The original disk storage setup was a disaster so that got changed a few years in. Three years ago, I inherited a GTX 970 from a friend (up from my 960).

And now I finally actually upgraded Mobo, CPU, GPU and Ram.

Still a AM4 socket from Asrock, basic DDR4 16GB. Intel B570. Less than 500 euro upgrade.

Used to every five years. I haven’t upgraded my rig since the R5 5700X3D came out. Haven’t bought a new GPU since the 2080ti came out.

I rarely upgrade, I normally just continue using my PC until it eventually is so old that I feel the need to replace it entirely and last time I did that, I had had the old PC for 13 years.

I usually go around 7 to 10 years before building a new machine with usually one GPU upgrade in-between.

I'll keep the computer going until the frame rate on a modern game hits less than 40 on a game I actually want to play which may be longer now since I'm not exactly clamoring to play the next AAA game.

Same. And to be honest my 7 year old PC is doing fine.replaced the graphics a year ago. I'm still running 16 GB ddr4 but I have room for two more. Motherboard is fine. Case is fine. Added cooling. Linux helped out a ton.

It handles everything I want. I game casually , maybe on the higher end of the bell curve. I'm not bleeding edge but I'm far from suffering performance wise. and my wallet has thanked me.

Don't fall into the rat race. Upgrade as needed. Hell if I looked at what I'm "getting by with" a decade ago, past me would absolutely shit himself.

I match the average stated in the article. 5 years for a new build (CPU socket change is how I define that) since 2002. 2-3 years for GPU. Not counting 90's family computers since that wasn't my own money. Or laptops/mini PC.

Today I've reached my usual upgrade period but I didn't this time. 5-6 year gap since my last builds last done in 2020 and 2021. The GPU remains the most frequent upgrade I still do. The rest dropped off...sort of. I bought a NAS that changed how I deal with storage. Gets complicated. Anyways, I don't think I would've done a new desktop build for another 3 years at least even if things hadn't gone to shit. Now with corpo AI bubble and daily global fascist tantrums jacking up prices? Hard to say. 8-10 years looks realistic?

Just comes down to performance and I'm not feeling any pinches yet with the two towers, a Ryzen 5800X in the office and Core i5 12600 in the living room. Office PC only gets living room hand-me-downs from now on. My gaming habits have changed a lot I'm primarily a couch PC gamer now.

When I can't play a new game I want to play, I'll upgrade. This varies. My last computer i7 920 with a GTX 470 lasted me for a long time -- around 9 years. I have a Ryzen 2700x with a 3060TI that I built in 2018 and added the newer GPU in 2021. I'll probably upgrade next year so around 7-8 years.
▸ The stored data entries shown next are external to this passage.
//! CSRF double-submit protection.
//!
//! State-changing requests must echo the `csrf-token` cookie in the
//! `x-csrf-token` header.

use actix_web::body::EitherBody;
use actix_web::dev::{Service, ServiceRequest, ServiceResponse, Transform, forward_ready};
use actix_web::http::Method;
use actix_web::{Error, HttpResponse, web};
use futures_util::future::LocalBoxFuture;
use std::future::{Ready, ready};
use subtle::ConstantTimeEq;
use tracing::warn;

use crate::auth::AdminKey;
use crate::config::{ADMIN_KEY_HEADER, CSRF_COOKIE, CSRF_HEADER};
use crate::error::ErrorResponse;

/// Error code returned on a failed check.
pub const CSRF_ERROR_CODE: &str = "CSRF_TOKEN_INVALID";

/// Generate a fresh token: 32 random bytes, hex-encoded.
pub fn generate_token() -> String {
    let random_bytes: [u8; 32] = rand::random();
    hex::encode(random_bytes)
}

/// Methods that must carry a token.
pub fn requires_token(method: &Method) -> bool {
    matches!(
        *method,
        Method::POST | Method::PUT | Method::PATCH | Method::DELETE
    )
}

/// Both tokens present, non-empty and equal (constant time).
pub fn tokens_match(header: Option<&str>, cookie: Option<&str>) -> bool {
    match (header, cookie) {
        (Some(h), Some(c)) if !h.is_empty() && !c.is_empty() => {
            h.as_bytes().ct_eq(c.as_bytes()).into()
        }
        _ => false,
    }
}

/// The request carries the configured bootstrap admin key.
///
/// A present but wrong key does not count.
fn has_valid_admin_key(req: &ServiceRequest) -> bool {
    let Some(provided) = req
        .headers()
        .get(ADMIN_KEY_HEADER)
        .and_then(|v| v.to_str().ok())
    else {
        return false;
    };
    req.app_data::<web::Data<AdminKey>>()
        .is_some_and(|key| key.verify(provided))
}

/// CSRF middleware factory.
///
/// Requests carrying a valid bootstrap admin key skip the check.
pub struct CsrfProtection;

impl<S, B> Transform<S, ServiceRequest> for CsrfProtection
where
    S: Service<ServiceRequest, Response = ServiceResponse<B>, Error = Error>,
    S::Future: 'static,
    B: 'static,
{
    type Response = ServiceResponse<EitherBody<B>>;
    type Error = Error;
    type InitError = ();
    type Transform = CsrfMiddleware<S>;
    type Future = Ready<Result<Self::Transform, Self::InitError>>;

    fn new_transform(&self, service: S) -> Self::Future {
        ready(Ok(CsrfMiddleware { service }))
    }
}

pub struct CsrfMiddleware<S> {
    service: S,
}

impl<S, B> Service<ServiceRequest> for CsrfMiddleware<S>
where
    S: Service<ServiceRequest, Response = ServiceResponse<B>, Error = Error>,
    S::Future: 'static,
    B: 'static,
{
    type Response = ServiceResponse<EitherBody<B>>;
    type Error = Error;
    type Future = LocalBoxFuture<'static, Result<Self::Response, Self::Error>>;

    forward_ready!(service);

    fn call(&self, req: ServiceRequest) -> Self::Future {
        let checked = requires_token(req.method()) && !has_valid_admin_key(&req);

        if checked {
            let header = req
                .headers()
                .get(CSRF_HEADER)
                .and_then(|v| v.to_str().ok())
                .map(str::to_string);
            let cookie = req.cookie(CSRF_COOKIE).map(|c| c.value().to_string());

            if !tokens_match(header.as_deref(), cookie.as_deref()) {
                warn!(
                    method = %req.method(),
                    path = %req.path(),
                    header_present = header.is_some(),
                    cookie_present = cookie.is_some(),
                    "CSRF token check failed"
                );
                let response = HttpResponse::Forbidden().json(ErrorResponse {
                    error: CSRF_ERROR_CODE.to_string(),
                    message: "Invalid CSRF token".to_string(),
                    detail: None,
                });
                return Box::pin(async move { Ok(req.into_response(response).map_into_right_body()) });
            }
        }

        let fut = self.service.call(req);
        Box::pin(async move { Ok(fut.await?.map_into_left_body()) })
    }
}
Before that I had a Pentium 4, Pentium 2, Pentium 1 so those are roughly 4 years between but progress was more impactful back then.
Averaging things out -- I'd say 6-7 years between major builds.

Previously it used to be about 2-3 years or so (mostly CPU, GPU, motherboard).
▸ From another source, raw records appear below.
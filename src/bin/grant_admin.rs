//! CLI tool to manage wiki admins.
//!
//! Usage:
//!   cargo run --bin grant-admin -- list
//!   cargo run --bin grant-admin -- grant --uid <uid>
//!   cargo run --bin grant-admin -- revoke --uid <uid>
//!
//! Users appear after their first sign-in.

use std::env;

use fanwiki_lib::config::Config;
use fanwiki_lib::db::{DbPool, users};
use fanwiki_lib::models::{PaginationParams, UserResponse};

const LIST_PAGE_SIZE: u32 = 100;

#[tokio::main]
async fn main() {
    dotenvy::dotenv().ok();

    let args: Vec<String> = env::args().collect();

    if args.len() < 2 {
        print_usage();
        std::process::exit(1);
    }

    let command = &args[1];
    if matches!(command.as_str(), "help" | "--help" | "-h") {
        print_usage();
        return;
    }

    let config = match Config::from_env() {
        Ok(c) => c,
        Err(e) => {
            eprintln!("Error loading config: {}", e);
            std::process::exit(1);
        }
    };

    let pool = match DbPool::new(&config).await {
        Ok(p) => p,
        Err(e) => {
            eprintln!("Error connecting to database: {}", e);
            std::process::exit(1);
        }
    };

    match command.as_str() {
        "list" | "ls" => list_users(&pool).await,
        "grant" => {
            let uid = parse_uid_arg(&args);
            set_admin(&pool, &uid, true).await;
        }
        "revoke" => {
            let uid = parse_uid_arg(&args);
            set_admin(&pool, &uid, false).await;
        }
        _ => {
            eprintln!("Unknown command: {}", command);
            print_usage();
            std::process::exit(1);
        }
    }
}

fn parse_uid_arg(args: &[String]) -> String {
    let mut i = 2;
    while i < args.len() {
        if (args[i] == "--uid" || args[i] == "-u") && i + 1 < args.len() {
            return args[i + 1].clone();
        }
        i += 1;
    }
    eprintln!("Error: --uid is required");
    std::process::exit(1);
}

fn truncate(value: &str, max: usize) -> String {
    if value.chars().count() > max {
        let head: String = value.chars().take(max - 3).collect();
        format!("{}...", head)
    } else {
        value.to_string()
    }
}

async fn list_users(pool: &DbPool) {
    let mut page = 1;
    let mut printed_header = false;

    loop {
        let params = PaginationParams::new(Some(page), Some(LIST_PAGE_SIZE));
        let (batch, total) = match users::list(pool.connection(), &params).await {
            Ok(r) => r,
            Err(e) => {
                eprintln!("Error listing users: {}", e);
                std::process::exit(1);
            }
        };

        if total == 0 {
            println!("No users found.");
            return;
        }

        if !printed_header {
            println!();
            println!("{:<30} {:<24} {:<30} {:<6}", "UID", "NAME", "EMAIL", "ADMIN");
            println!("{}", "-".repeat(92));
            printed_header = true;
        }

        let fetched = batch.len();
        for user in batch.into_iter().map(UserResponse::from) {
            println!(
                "{:<30} {:<24} {:<30} {:<6}",
                truncate(&user.uid, 28),
                truncate(user.display_name.as_deref().unwrap_or("-"), 22),
                truncate(user.email.as_deref().unwrap_or("-"), 28),
                if user.is_admin { "yes" } else { "no" }
            );
        }

        if fetched < LIST_PAGE_SIZE as usize || u64::from(page * LIST_PAGE_SIZE) >= total {
            break;
        }
        page += 1;
    }
    println!();
}

async fn set_admin(pool: &DbPool, uid: &str, is_admin: bool) {
    match users::set_admin(pool.connection(), uid, is_admin).await {
        Ok(user) => {
            let verb = if is_admin { "granted to" } else { "revoked from" };
            println!("Admin rights {} {}.", verb, user.uid);
        }
        Err(e) => {
            eprintln!("Error updating {}: {}", uid, e);
            std::process::exit(1);
        }
    }
}

fn print_usage() {
    eprintln!("Usage: grant-admin <command> [options]");
    eprintln!();
    eprintln!("Commands:");
    eprintln!("  list                List users and their admin flag");
    eprintln!("  grant  --uid <uid>  Grant admin rights");
    eprintln!("  revoke --uid <uid>  Revoke admin rights");
    eprintln!("  help                Show this message");
}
  • I don't drink or smoke so most of my money goes into hobbies.

Previous/most recent upgrade was a Nvidia GTX 1080 to an AMD 7900 XTX

Now it's currently looking like once every 10+ years unless prices come down before then.

I just replaced my desktop with a gaming laptop. A 2026 g16.

My desktop was an i5 from 2018 that had a 980 in it until last year when I put a 6650 xt in it.

I didnt "need" to upgrade. It was a gift to myself and a way to consolidate laptop and desktop into one more powerful unit.

My last PC I ran for, I'd guess, 7 years. Built a new one about a year ago.

I could see upgrading the GPU in a few years. But otherwise I'll probably run it until it breaks. Hardware has a pretty long useful life these days. Assuming you don't run an OS that pushes planned obsolescence.

I normally change my computer when it breaks, "every 4 years, tops."